Ses meilleurs carnavals ? Il y en a beaucoup, répond-elle, tout en soulignant qu'elle ne pouvait succéder à ses aïeux. À l'époque, à Nice, territoire macho, pas de femme chez les carnavaliers ! Du coup Annie voyagera. Elle a dirigé des festivités partout dans le monde (Tahiti, Chine, Canada, Macao, Singapour)."
À l'heure des choix
Chaque année, un nom est donné à sa Majesté, roi du carnaval. Roi du cirque, du rire, du cinéma, des Fables de La Fontaine, du music hall, de l'Énergie, des sports ou de la gastronomie, quelle est la sélection d'Annie Sidro ?

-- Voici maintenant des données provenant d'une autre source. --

//! DAF (Double precision Array File) container parsing.
//!
//! A DAF is a sequence of 1024-byte records. Record 1 is the file record;
//! summary records form a doubly linked list starting at `FWARD`, each
//! followed by a name record. Array data is addressed in 1-based 8-byte
//! words.
//!
//! Reference: NAIF "DAF Required Reading" (public domain).

use crate::KernelError;

/// Bytes per DAF record.
pub const RECORD_BYTES: usize = 1024;

/// Bytes per DAF word (one double).
pub const WORD_BYTES: usize = 8;

/// Byte order of the numeric data in a DAF.
#[derive(Debug, Clone, Copy, PartialEq, Eq)]
pub enum Endian {
    Little,
    Big,
}

impl Endian {
    fn read_i32(self, b: &[u8]) -> i32 {
        let raw = [b[0], b[1], b[2], b[3]];
        match self {
            Self::Little => i32::from_le_bytes(raw),
            Self::Big => i32::from_be_bytes(raw),
        }
    }

    fn read_f64(self, b: &[u8]) -> f64 {
        let raw = [b[0], b[1], b[2], b[3], b[4], b[5], b[6], b[7]];
        match self {
            Self::Little => f64::from_le_bytes(raw),
            Self::Big => f64::from_be_bytes(raw),
        }
    }
}

/// Parsed DAF file record.
#[derive(Debug, Clone, PartialEq, Eq)]
pub struct DafHeader {
    /// File identification word, e.g. `DAF/SPK`.
    pub id_word: String,
    /// Number of double components per summary.
    pub nd: usize,
    /// Number of integer components per summary.
    pub ni: usize,
    /// Internal file name.
    pub internal_name: String,
    /// Record number of the first summary record.
    pub forward: usize,
    pub endian: Endian,
}

impl DafHeader {
    /// Summary size in words: `ND + (NI + 1) / 2`.
    pub fn summary_words(&self) -> usize {
        self.nd + self.ni.div_ceil(2)
    }
}

/// One array summary: its double and integer components.
#[derive(Debug, Clone, PartialEq)]
pub struct DafSummary {
    pub doubles: Vec<f64>,
    pub ints: Vec<i32>,
}

/// Parse the file record (record 1).
pub fn parse_header(bytes: &[u8]) -> Result<DafHeader, KernelError> {
    if bytes.len() < RECORD_BYTES {
        return Err(KernelError::Format(format!(
            "file is {} bytes, shorter than one DAF record",
            bytes.len()
        )));
    }

    let id_word = text_field(&bytes[0..8]);
    if !id_word.starts_with("DAF/") && id_word != "NAIF/DAF" {
        return Err(KernelError::Format(format!("unexpected id word {id_word:?}")));
    }

    let endian = match &bytes[88..96] {
        b"BIG-IEEE" => Endian::Big,
        b"LTL-IEEE" => Endian::Little,
        // Pre-N0050 files carry no format string; probe ND instead.
        _ => {
            if Endian::Little.read_i32(&bytes[8..12]) == 2 {
                Endian::Little
            } else {
                Endian::Big
            }
        }
    };

    let nd = endian.read_i32(&bytes[8..12]);
    let ni = endian.read_i32(&bytes[12..16]);
    let forward = endian.read_i32(&bytes[76..80]);
    if nd < 0 || ni < 2 || forward < 2 {
        return Err(KernelError::Format(format!(
            "bad file record: ND={nd} NI={ni} FWARD={forward}"
        )));
    }

    let internal_name = text_field(&bytes[16..76]);

    Ok(DafHeader {
        id_word,
        nd: nd as usize,
        ni: ni as usize,
        internal_name,
        forward: forward as usize,
        endian,
    })
}

/// Walk the summary record chain and collect every array summary.
pub fn read_summaries(bytes: &[u8], header: &DafHeader) -> Result<Vec<DafSummary>, KernelError> {
    let mut summaries = Vec::new();
    let ss = header.summary_words();
    let mut record = header.forward;
    // Guard against a corrupt chain that loops.
    let max_records = bytes.len() / RECORD_BYTES + 1;
    let mut visited = 0;

    while record != 0 {
        visited += 1;
        if visited > max_records {
            return Err(KernelError::Format("summary record chain does not terminate".into()));
        }
        let start = (record - 1) * RECORD_BYTES;
        let rec = bytes.get(start..start + RECORD_BYTES).ok_or_else(|| {
            KernelError::Format(format!("summary record {record} past end of file"))
        })?;

        let e = header.endian;
        let next = e.read_f64(&rec[0..8]) as usize;
        let count = e.read_f64(&rec[16..24]) as usize;
        if 3 + count * ss > RECORD_BYTES / WORD_BYTES {
            return Err(KernelError::Format(format!(
                "summary record {record} claims {count} summaries"
            )));
        }

        for i in 0..count {
            let base = (3 + i * ss) * WORD_BYTES;
            let doubles = (0..header.nd)
                .map(|k| e.read_f64(&rec[base + k * WORD_BYTES..]))
                .collect();
            let int_base = base + header.nd * WORD_BYTES;
            let ints = (0..header.ni)
                .map(|k| e.read_i32(&rec[int_base + k * 4..]))
                .collect();
            summaries.push(DafSummary { doubles, ints });
        }

        record = next;
    }

    Ok(summaries)
}

/// Decode the whole file as a flat word array. Index 0 is word address 1.
pub fn decode_words(bytes: &[u8], endian: Endian) -> Vec<f64> {
    bytes
        .chunks_exact(WORD_BYTES)
        .map(|w| endian.read_f64(w))
        .collect()
}

/// Character field of a DAF record, with trailing NUL and blank padding removed.
fn text_field(bytes: &[u8]) -> String {
    String::from_utf8_lossy(bytes)
        .trim_end_matches(['\0', ' '])
        .to_string()
}

#[cfg(test)]
mod tests {
    use super::*;

    fn file_record(endian_tag: &[u8; 8], nd: i32, ni: i32, fward: i32) -> Vec<u8> {
        let mut rec = vec![0u8; RECORD_BYTES];
        rec[0..8].copy_from_slice(b"DAF/SPK ");
        rec[8..12].copy_from_slice(&nd.to_le_bytes());
        rec[12..16].copy_from_slice(&ni.to_le_bytes());
        rec[16..20].copy_from_slice(b"TEST");
        rec[76..80].copy_from_slice(&fward.to_le_bytes());
        rec[88..96].copy_from_slice(endian_tag);
        rec
    }

    #[test]
    fn header_little_endian() {
        let rec = file_record(b"LTL-IEEE", 2, 6, 2);
        let h = parse_header(&rec).unwrap();
        assert_eq!(h.id_word, "DAF/SPK");
        assert_eq!((h.nd, h.ni, h.forward), (2, 6, 2));
        assert_eq!(h.endian, Endian::Little);
        assert_eq!(h.summary_words(), 5);
        assert_eq!(h.internal_name, "TEST");
    }

    #[test]
    fn header_text_fields_drop_nul_and_blank_padding() {
        let mut rec = file_record(b"LTL-IEEE", 2, 6, 2);
        rec[0..8].copy_from_slice(b"DAF/SPK\0");
        rec[16..76].fill(0);
        rec[16..24].copy_from_slice(b"DE-0421 ");
        let h = parse_header(&rec).unwrap();
        assert_eq!(h.id_word, "DAF/SPK");
        assert_eq!(h.internal_name, "DE-0421");
    }

    #[test]
    fn header_without_format_string_probes_nd() {
        let rec = file_record(b"        ", 2, 6, 2);
        assert_eq!(parse_header(&rec).unwrap().endian, Endian::Little);
    }

    #[test]
    fn header_rejects_short_file() {
        assert!(matches!(parse_header(&[0u8; 100]), Err(KernelError::Format(_))));
    }

    #[test]
    fn header_rejects_foreign_file() {
        let mut rec = file_record(b"LTL-IEEE", 2, 6, 2);
        rec[0..8].copy_from_slice(b"GIF89a  ");
        assert!(matches!(parse_header(&rec), Err(KernelError::Format(_))));
    }

    #[test]
    fn decode_words_little_endian() {
        let mut bytes = Vec::new();
        bytes.extend_from_slice(&1.5f64.to_le_bytes());
        bytes.extend_from_slice(&(-2.0f64).to_le_bytes());
        assert_eq!(decode_words(&bytes, Endian::Little), vec![1.5, -2.0]);
    }
}
//! The `selene` report: where the Moon and Sun are for a named place and
//! local time, with the Moon's phase and the nearby rise/set times.

pub mod app;
pub mod args;
pub mod banner;
pub mod config;
pub mod observation;
pub mod report;

pub use app::run;
pub use args::Cli;
pub use config::{ConfigError, ObservationRequest, RunConfig, Zone};
pub use observation::{AnalyticBackend, CelestialComputation, KernelBackend};
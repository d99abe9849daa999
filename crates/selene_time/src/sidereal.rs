//! Earth Rotation Angle and Greenwich sidereal time.
//!
//! Inputs are UT1 Julian Dates. UT1 is approximated by UTC in this
//! workspace (|UT1 − UTC| < 0.9 s, about 0.004° of rotation).
//!
//! Sources:
//! - ERA: IERS Conventions 2010, Eq. 5.15.
//! - GMST polynomial: Capitaine et al. 2003, Table 2.

use std::f64::consts::{PI, TAU};

use crate::julian::{J2000_JD, julian_centuries};

const ARCSEC_TO_RAD: f64 = PI / (180.0 * 3600.0);

/// Earth Rotation Angle, radians in [0, 2π).
///
/// θ = 2π (0.7790572732640 + 1.00273781191135448 Du), Du = JD_UT1 − 2451545.0
pub fn earth_rotation_angle_rad(jd_ut1: f64) -> f64 {
    let du = jd_ut1 - J2000_JD;
    // Split the day count so the large integer part does not swamp the
    // fraction.
    let frac = du.rem_euclid(1.0);
    let theta = TAU * (frac + 0.779_057_273_264_0 + 0.002_737_811_911_354_48 * du);
    theta.rem_euclid(TAU)
}

/// Greenwich Mean Sidereal Time, radians in [0, 2π).
///
/// GMST = ERA + (0.014506 + 4612.156534 T + 1.3915817 T² − 0.00000044 T³
/// − 0.000029956 T⁴ − 0.0000000368 T⁵)″
pub fn gmst_rad(jd_ut1: f64) -> f64 {
    let t = julian_centuries(jd_ut1);
    let poly_arcsec = 0.014506
        + t * (4612.156534
            + t * (1.3915817 + t * (-0.00000044 + t * (-0.000029956 + t * -0.0000000368))));
    (earth_rotation_angle_rad(jd_ut1) + poly_arcsec * ARCSEC_TO_RAD).rem_euclid(TAU)
}

/// Greenwich Apparent Sidereal Time from GMST plus the equation of the
/// equinoxes `Δψ cos ε`. Radians in [0, 2π).
pub fn gast_rad(jd_ut1: f64, dpsi_rad: f64, true_obliquity_rad: f64) -> f64 {
    (gmst_rad(jd_ut1) + dpsi_rad * true_obliquity_rad.cos()).rem_euclid(TAU)
}

/// Local sidereal time for an east-positive longitude. Radians in [0, 2π).
pub fn local_sidereal_time_rad(greenwich_rad: f64, longitude_east_rad: f64) -> f64 {
    (greenwich_rad + longitude_east_rad).rem_euclid(TAU)
}

#[cfg(test)]
mod tests {
    use super::*;

    #[test]
    fn era_at_j2000() {
        let deg = earth_rotation_angle_rad(J2000_JD).to_degrees();
        assert!((deg - 280.46).abs() < 0.01, "ERA = {deg}");
    }

    #[test]
    fn gmst_j2000_midnight() {
        // 2000-Jan-01 0h UT1: GMST = 6h 39m 52.27s = 99.9678°
        let deg = gmst_rad(2_451_544.5).to_degrees();
        assert!((deg - 99.9678).abs() < 0.001, "GMST = {deg}");
    }

    #[test]
    fn gmst_meeus_example_12a() {
        // 1987 Apr 10, 0h UT: 13h 10m 46.3668s = 197.693195°
        let deg = gmst_rad(2_446_895.5).to_degrees();
        assert!((deg - 197.693195).abs() < 1e-4, "GMST = {deg}");
    }

    #[test]
    fn gast_adds_equation_of_equinoxes() {
        let jd = 2_446_895.5;
        // Meeus 12.a: Δψ = −3.788″, ε = 23°26′36.85″ gives −0.2317 s of time
        let dpsi = -3.788 * ARCSEC_TO_RAD;
        let eps = (23.0 + 26.0 / 60.0 + 36.85 / 3600.0_f64).to_radians();
        let diff_s = (gast_rad(jd, dpsi, eps) - gmst_rad(jd)).to_degrees() * 240.0;
        assert!((diff_s + 0.2317).abs() < 1e-3, "EqEq = {diff_s} s");
    }

    #[test]
    fn sidereal_day_is_shorter() {
        // One solar day advances GMST by about 0.9856°.
        let adv = (gmst_rad(2_451_546.0) - gmst_rad(2_451_545.0)).rem_euclid(TAU);
        assert!((adv.to_degrees() - 0.9856).abs() < 1e-3);
    }

    #[test]
    fn lst_east_offset() {
        let lst = local_sidereal_time_rad(6.0, PI / 2.0);
        assert!((lst - (6.0 + PI / 2.0).rem_euclid(TAU)).abs() < 1e-15);
    }

    #[test]
    fn ranges() {
        for &jd in &[2_451_545.0, 2_451_544.5, 2_460_000.5, 2_440_000.5] {
            assert!((0.0..TAU).contains(&earth_rotation_angle_rad(jd)));
            assert!((0.0..TAU).contains(&gmst_rad(jd)));
        }
    }
}
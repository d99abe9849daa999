//! NAIF SPK (Spacecraft and Planet Kernel) reader.
//!
//! Loads a binary SPK such as JPL's `de421.bsp` into memory and evaluates
//! Chebyshev segments (SPK Types 2 and 3) for a `(target, center)` pair at
//! an epoch given in TDB seconds past J2000.0.
//!
//! Reference: NAIF "SPK Required Reading" (public domain).

pub mod chebyshev;
pub mod daf;

use std::path::Path;

use thiserror::Error;

pub use chebyshev::{chebyshev_value, chebyshev_value_and_rate};
pub use daf::{DafHeader, Endian};

/// Errors from loading or evaluating an SPK kernel.
#[derive(Debug, Error)]
#[non_exhaustive]
pub enum KernelError {
    #[error("cannot read kernel: {0}")]
    Io(#[from] std::io::Error),
    #[error("malformed kernel: {0}")]
    Format(String),
    #[error("SPK data type {data_type} (target {target}) is not supported")]
    UnsupportedType { target: i32, data_type: i32 },
    #[error("no segment for target {target} relative to center {center}")]
    SegmentNotFound { target: i32, center: i32 },
    #[error("epoch {epoch_tdb_s} s TDB outside coverage of target {target} / center {center}")]
    EpochOutOfRange {
        target: i32,
        center: i32,
        epoch_tdb_s: f64,
    },
}

/// Layout trailer of a Chebyshev (Type 2/3) segment.
#[derive(Debug, Clone, Copy, PartialEq)]
struct ChebyshevLayout {
    /// Start epoch of the first record, TDB seconds.
    init: f64,
    /// Length of each record's interval in seconds.
    interval: f64,
    /// Words per record.
    record_words: usize,
    /// Number of records.
    count: usize,
}

/// Descriptor of one SPK segment.
#[derive(Debug, Clone, PartialEq)]
pub struct SpkSegment {
    pub target: i32,
    pub center: i32,
    /// NAIF frame code; 1 is J2000.
    pub frame: i32,
    pub data_type: i32,
    /// Coverage start, TDB seconds past J2000.
    pub start_epoch: f64,
    /// Coverage end, TDB seconds past J2000.
    pub end_epoch: f64,
    /// First data word (0-based index into the word array).
    start_word: usize,
    layout: Option<ChebyshevLayout>,
}

impl SpkSegment {
    pub fn covers(&self, epoch_tdb_s: f64) -> bool {
        (self.start_epoch..=self.end_epoch).contains(&epoch_tdb_s)
    }
}

/// Position (km) and velocity (km/s) of a target relative to its center.
#[derive(Debug, Clone, Copy, PartialEq)]
pub struct SpkEvaluation {
    pub position_km: [f64; 3],
    pub velocity_km_s: [f64; 3],
}

/// A loaded SPK kernel.
pub struct SpkKernel {
    header: DafHeader,
    words: Vec<f64>,
    segments: Vec<SpkSegment>,
}

impl std::fmt::Debug for SpkKernel {
    fn fmt(&self, f: &mut std::fmt::Formatter<'_>) -> std::fmt::Result {
        f.debug_struct("SpkKernel")
            .field("internal_name", &self.header.internal_name)
            .field("segments", &self.segments.len())
            .finish()
    }
}

impl SpkKernel {
    /// Read and parse an SPK file.
    pub fn load(path: &Path) -> Result<Self, KernelError> {
        let bytes = std::fs::read(path)?;
        Self::from_bytes(&bytes)
    }

    /// Parse an SPK held in memory.
    pub fn from_bytes(bytes: &[u8]) -> Result<Self, KernelError> {
        let header = daf::parse_header(bytes)?;
        if header.nd != 2 || header.ni != 6 {
            return Err(KernelError::Format(format!(
                "SPK summaries need ND=2 NI=6, found ND={} NI={}",
                header.nd, header.ni
            )));
        }

        let words = daf::decode_words(bytes, header.endian);
        let summaries = daf::read_summaries(bytes, &header)?;

        let mut segments = Vec::with_capacity(summaries.len());
        for s in summaries {
            let [target, center, frame, data_type, begin, end] = [
                s.ints[0], s.ints[1], s.ints[2], s.ints[3], s.ints[4], s.ints[5],
            ];
            if begin < 1 || end < begin || end as usize > words.len() {
                return Err(KernelError::Format(format!(
                    "segment for target {target} has bad address range {begin}..{end}"
                )));
            }
            let start_word = begin as usize - 1;
            let end_word = end as usize - 1;
            let layout = match data_type {
                2 | 3 => Some(read_layout(&words, start_word, end_word, data_type)?),
                _ => None,
            };
            segments.push(SpkSegment {
                target,
                center,
                frame,
                data_type,
                start_epoch: s.doubles[0],
                end_epoch: s.doubles[1],
                start_word,
                layout,
            });
        }

        Ok(Self {
            header,
            words,
            segments,
        })
    }

    pub fn header(&self) -> &DafHeader {
        &self.header
    }

    pub fn segments(&self) -> &[SpkSegment] {
        &self.segments
    }

    /// Center body of the first segment for `target`, if any.
    pub fn center_for(&self, target: i32) -> Option<i32> {
        self.segments
            .iter()
            .find(|s| s.target == target)
            .map(|s| s.center)
    }

    /// Evaluate `target` relative to `center` at `epoch_tdb_s`.
    ///
    /// Later segments take precedence over earlier ones, as in the NAIF
    /// toolkit.
    pub fn evaluate(
        &self,
        target: i32,
        center: i32,
        epoch_tdb_s: f64,
    ) -> Result<SpkEvaluation, KernelError> {
        let mut seen = false;
        for seg in self.segments.iter().rev() {
            if seg.target != target || seg.center != center {
                continue;
            }
            seen = true;
            if !seg.covers(epoch_tdb_s) {
                continue;
            }
            let layout = seg.layout.ok_or(KernelError::UnsupportedType {
                target,
                data_type: seg.data_type,
            })?;
            return Ok(self.evaluate_chebyshev(seg, layout, epoch_tdb_s));
        }

        if seen {
            Err(KernelError::EpochOutOfRange {
                target,
                center,
                epoch_tdb_s,
            })
        } else {
            Err(KernelError::SegmentNotFound { target, center })
        }
    }

    /// Sum the segment chain from `body` down to the solar system
    /// barycenter (code 0). Returns `[x, y, z, vx, vy, vz]`.
    pub fn resolve_to_ssb(&self, body: i32, epoch_tdb_s: f64) -> Result<[f64; 6], KernelError> {
        let mut state = [0.0; 6];
        let mut code = body;
        while code != 0 {
            let center = match self.center_for(code) {
                Some(c) => c,
                None => {
                    let bary = planet_body_to_barycenter(code);
                    if bary == code {
                        return Err(KernelError::SegmentNotFound {
                            target: code,
                            center: -1,
                        });
                    }
                    code = bary;
                    continue;
                }
            };
            let eval = self.evaluate(code, center, epoch_tdb_s)?;
            for i in 0..3 {
                state[i] += eval.position_km[i];
                state[i + 3] += eval.velocity_km_s[i];
            }
            code = center;
        }
        Ok(state)
    }

    fn evaluate_chebyshev(
        &self,
        seg: &SpkSegment,
        layout: ChebyshevLayout,
        epoch_tdb_s: f64,
    ) -> SpkEvaluation {
        let raw = ((epoch_tdb_s - layout.init) / layout.interval).floor();
        let index = (raw.max(0.0) as usize).min(layout.count - 1);
        let record = &self.words[seg.start_word + index * layout.record_words..]
            [..layout.record_words];

        let mid = record[0];
        let radius = record[1];
        let s = (epoch_tdb_s - mid) / radius;
        let components = if seg.data_type == 3 { 6 } else { 3 };
        let n = (layout.record_words - 2) / components;
        let coeffs = |axis: usize| &record[2 + axis * n..2 + (axis + 1) * n];

        let mut out = SpkEvaluation {
            position_km: [0.0; 3],
            velocity_km_s: [0.0; 3],
        };
        for axis in 0..3 {
            let (p, dp) = chebyshev_value_and_rate(coeffs(axis), s);
            out.position_km[axis] = p;
            out.velocity_km_s[axis] = if components == 6 {
                chebyshev_value(coeffs(axis + 3), s)
            } else {
                dp / radius
            };
        }
        out
    }
}

/// Read the four-word trailer `INIT, INTLEN, RSIZE, N` of a Type 2/3 segment.
fn read_layout(
    words: &[f64],
    start_word: usize,
    end_word: usize,
    data_type: i32,
) -> Result<ChebyshevLayout, KernelError> {
    if end_word < start_word + 3 {
        return Err(KernelError::Format("Chebyshev segment too short".into()));
    }
    let init = words[end_word - 3];
    let interval = words[end_word - 2];
    let record_words = words[end_word - 1] as usize;
    let count = words[end_word] as usize;

    let components = if data_type == 3 { 6 } else { 3 };
    let valid = interval > 0.0
        && count > 0
        && record_words > 2
        && (record_words - 2) % components == 0
        && start_word + count * record_words <= end_word - 3;
    if !valid {
        return Err(KernelError::Format(format!(
            "inconsistent Type {data_type} trailer: INTLEN={interval} RSIZE={record_words} N={count}"
        )));
    }

    Ok(ChebyshevLayout {
        init,
        interval,
        record_words,
        count,
    })
}

/// Map a planet body code (`x99`) to its system barycenter (`x`).
///
/// Used when a kernel carries only barycenters for the outer systems.
pub fn planet_body_to_barycenter(code: i32) -> i32 {
    if (199..=999).contains(&code) && code % 100 == 99 {
        code / 100
    } else {
        code
    }
}

#[cfg(test)]
mod tests {
    use super::*;

    #[test]
    fn barycenter_mapping() {
        assert_eq!(planet_body_to_barycenter(499), 4);
        assert_eq!(planet_body_to_barycenter(599), 5);
        assert_eq!(planet_body_to_barycenter(301), 301);
        assert_eq!(planet_body_to_barycenter(10), 10);
    }

    #[test]
    fn rejects_non_spk_summary_shape() {
        let mut rec = vec![0u8; daf::RECORD_BYTES * 2];
        rec[0..8].copy_from_slice(b"DAF/PCK ");
        rec[8..12].copy_from_slice(&2i32.to_le_bytes());
        rec[12..16].copy_from_slice(&5i32.to_le_bytes());
        rec[76..80].copy_from_slice(&2i32.to_le_bytes());
        rec[88..96].copy_from_slice(b"LTL-IEEE");
        assert!(matches!(
            SpkKernel::from_bytes(&rec),
            Err(KernelError::Format(_))
        ));
    }
}
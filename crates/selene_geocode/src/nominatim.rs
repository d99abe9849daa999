//! OpenStreetMap Nominatim search client.

use serde::Deserialize;

use crate::{GeoCoordinates, GeocodeError, GeocodeOutcome, Geocoder};

pub const DEFAULT_BASE_URL: &str = "https://nominatim.openstreetmap.org";
pub const DEFAULT_USER_AGENT: &str = concat!("selene/", env!("CARGO_PKG_VERSION"));

/// One element of the `search?format=json` array. Coordinates arrive as
/// strings.
#[derive(Debug, Deserialize)]
struct SearchHit {
    lat: String,
    lon: String,
    display_name: String,
}

/// Blocking Nominatim client.
#[derive(Debug, Clone)]
pub struct NominatimGeocoder {
    client: reqwest::blocking::Client,
    base_url: String,
}

impl NominatimGeocoder {
    pub fn new(base_url: &str, user_agent: &str) -> Result<Self, GeocodeError> {
        let base_url = base_url.trim_end_matches('/');
        if base_url.is_empty() {
            return Err(GeocodeError::InvalidConfig("base URL must not be empty"));
        }
        let client = reqwest::blocking::Client::builder()
            .user_agent(user_agent)
            .build()?;
        Ok(Self {
            client,
            base_url: base_url.to_owned(),
        })
    }

    pub fn with_defaults() -> Result<Self, GeocodeError> {
        Self::new(DEFAULT_BASE_URL, DEFAULT_USER_AGENT)
    }

    pub fn base_url(&self) -> &str {
        &self.base_url
    }
}

impl Geocoder for NominatimGeocoder {
    fn geocode(&self, query: &str) -> Result<GeocodeOutcome, GeocodeError> {
        let url = format!("{}/search", self.base_url);
        tracing::debug!(%url, query, "nominatim lookup");

        let response = self
            .client
            .get(&url)
            .query(&[("q", query), ("format", "json"), ("limit", "1")])
            .send()?;
        let status = response.status();
        if !status.is_success() {
            return Err(GeocodeError::Status {
                status: status.as_u16(),
            });
        }
        let body = response.text()?;
        parse_search_response(&body)
    }
}

/// Parse a `search?format=json` body. An empty array is `NotFound`; only the
/// first hit is used.
pub fn parse_search_response(body: &str) -> Result<GeocodeOutcome, GeocodeError> {
    let hits: Vec<SearchHit> =
        serde_json::from_str(body).map_err(|e| GeocodeError::Malformed(e.to_string()))?;
    let Some(hit) = hits.into_iter().next() else {
        return Ok(GeocodeOutcome::NotFound);
    };

    let parse = |field: &str, value: &str| {
        value
            .trim()
            .parse::<f64>()
            .ok()
            .filter(|v| v.is_finite())
            .ok_or_else(|| GeocodeError::Malformed(format!("{field} is not a number: {value:?}")))
    };
    let latitude = parse("lat", &hit.lat)?;
    let longitude = parse("lon", &hit.lon)?;
    if !(-90.0..=90.0).contains(&latitude) || !(-180.0..=180.0).contains(&longitude) {
        return Err(GeocodeError::Malformed(format!(
            "coordinates out of range: ({latitude}, {longitude})"
        )));
    }

    Ok(GeocodeOutcome::Resolved(GeoCoordinates {
        latitude,
        longitude,
        address: hit.display_name,
    }))
}
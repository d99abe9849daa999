//! Low-precision solar coordinates (Meeus, *Astronomical Algorithms*,
//! ch. 25). About 0.01° in longitude.

use selene_frames::normalize_360;

use crate::AU_KM;

/// Geometric ecliptic longitude (degrees, mean equinox of date) and
/// distance (km) of the Sun.
///
/// `t` = Julian centuries of TT since J2000.0.
pub fn sun_geometric(t: f64) -> (f64, f64) {
    let l0 = 280.46646 + t * (36000.76983 + t * 0.0003032);
    let m = (357.52911 + t * (35999.05029 - t * 0.0001537)).to_radians();
    let e = 0.016708634 - t * (0.000042037 + t * 0.0000001267);

    let c = (1.914602 - t * (0.004817 + t * 0.000014)) * m.sin()
        + (0.019993 - 0.000101 * t) * (2.0 * m).sin()
        + 0.000289 * (3.0 * m).sin();

    let true_lon = normalize_360(l0 + c);
    let nu = m + c.to_radians();
    let r_au = 1.000001018 * (1.0 - e * e) / (1.0 + e * nu.cos());
    (true_lon, r_au * AU_KM)
}

/// Annual aberration in longitude, degrees: −20.4898″ / R.
pub fn aberration_deg(distance_km: f64) -> f64 {
    -20.4898 / 3600.0 / (distance_km / AU_KM)
}
//! Celestial event search for the Moon and Sun.
//!
//! This crate provides:
//! - Lunar quarter search (new, first quarter, full, last quarter)
//! - Rise/set search with refraction and semidiameter
//! - The eight-way moon-phase classifier over quarter dates

pub mod error;
pub mod lunar_phase;
pub mod phase_name;
pub mod riseset;

pub use error::SearchError;
pub use lunar_phase::{
    LunarQuarter, QuarterAnchors, QuarterEvent, SearchDirection, elongation_deg, find_quarter,
    local_date, next_full_moon, next_new_moon, next_quarter, prev_full_moon, prev_new_moon,
    prev_quarter,
};
pub use phase_name::{MoonPhaseName, classify_phase};
pub use riseset::{
    RiseSetConfig, RiseSetEvent, RiseSetResult, find_rise_set, next_rise, next_set, prev_rise,
};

1981, Roi du show business : "Parmi les personnes déguisées sur les corsos, des malades du service psychiatrique de l'hôpital Pasteur. Beaucoup d'émotion", raconte Annie Sidro, "impossible de les identifier et ils étaient tellement heureux. Pour elle, le carnaval est une fête populaire qui associe la population dans toutes ses composantes."
1984... Roi des Centenaires : "C'était alors la 100e édition. Et cette année-là, 6 000 Niçois de la maternelle à l'université ont été associés à un projet culturel élaboré avec l'Unesco. Encore un moment d'unité ! Colloque international, 9 expositions dans les musées de Nice, ce fut un jubilé inoubliable."
Les années Gad Weil : À la fin des années 90 et au début des années 2000, c'est Gad Weil qui préside aux destinées de sa majesté Roi du Carnaval. "Il était pétillant d'idées, il a remis à l'ordre du jour les caricatures politiques."
Et à chaque édition, l'humour est le maître mot. Avec des hommes politiques, avec aussi le fameux Carnavalovirus, témoin de deux ans de pandémie de Covid-19. Pour preuve, ce char coloré :
Du 10 au 26 février, place au Roi des "Trésors du monde"
À Nice, la première mention du carnaval remonte au Moyen Âge avec une première mention avec 1294 avec Charles d'Anjou, conte de Provence. Et les techniques ont évolué au fil des années. 2023, c'est l'année des chars en 3 D.
Le thème a été choisi en écho à l’inscription de Nice sur la liste du Patrimoine mondial de l’Unesco. Il y aura pour ce jubilé des chars électriques pour deux des seize chars des batailles de fleurs comme pour le char de la Reine et celui de l'Espagne.
Cette année, le roi Momo sera dans la capitale de la Côte d'Azur. Le roi Momo, c'est le roi du carnaval de Rio et il sera accompagné de sa cour, soit la Reine et ses Princesses, pour présenter sur les airs de sambas le drapeau de son pays au maire de Nice.
À noter le retour du Lou Queernaval. Le premier carnaval gay de France a eu lieu pour la première fois en 2015 puis en 2016, et en 2019. Mais depuis, plus rien.
Comme chaque fois, Annie sera aux premières loges. De quoi alimenter les souvenirs qu'elle accumule depuis plusieurs décennies.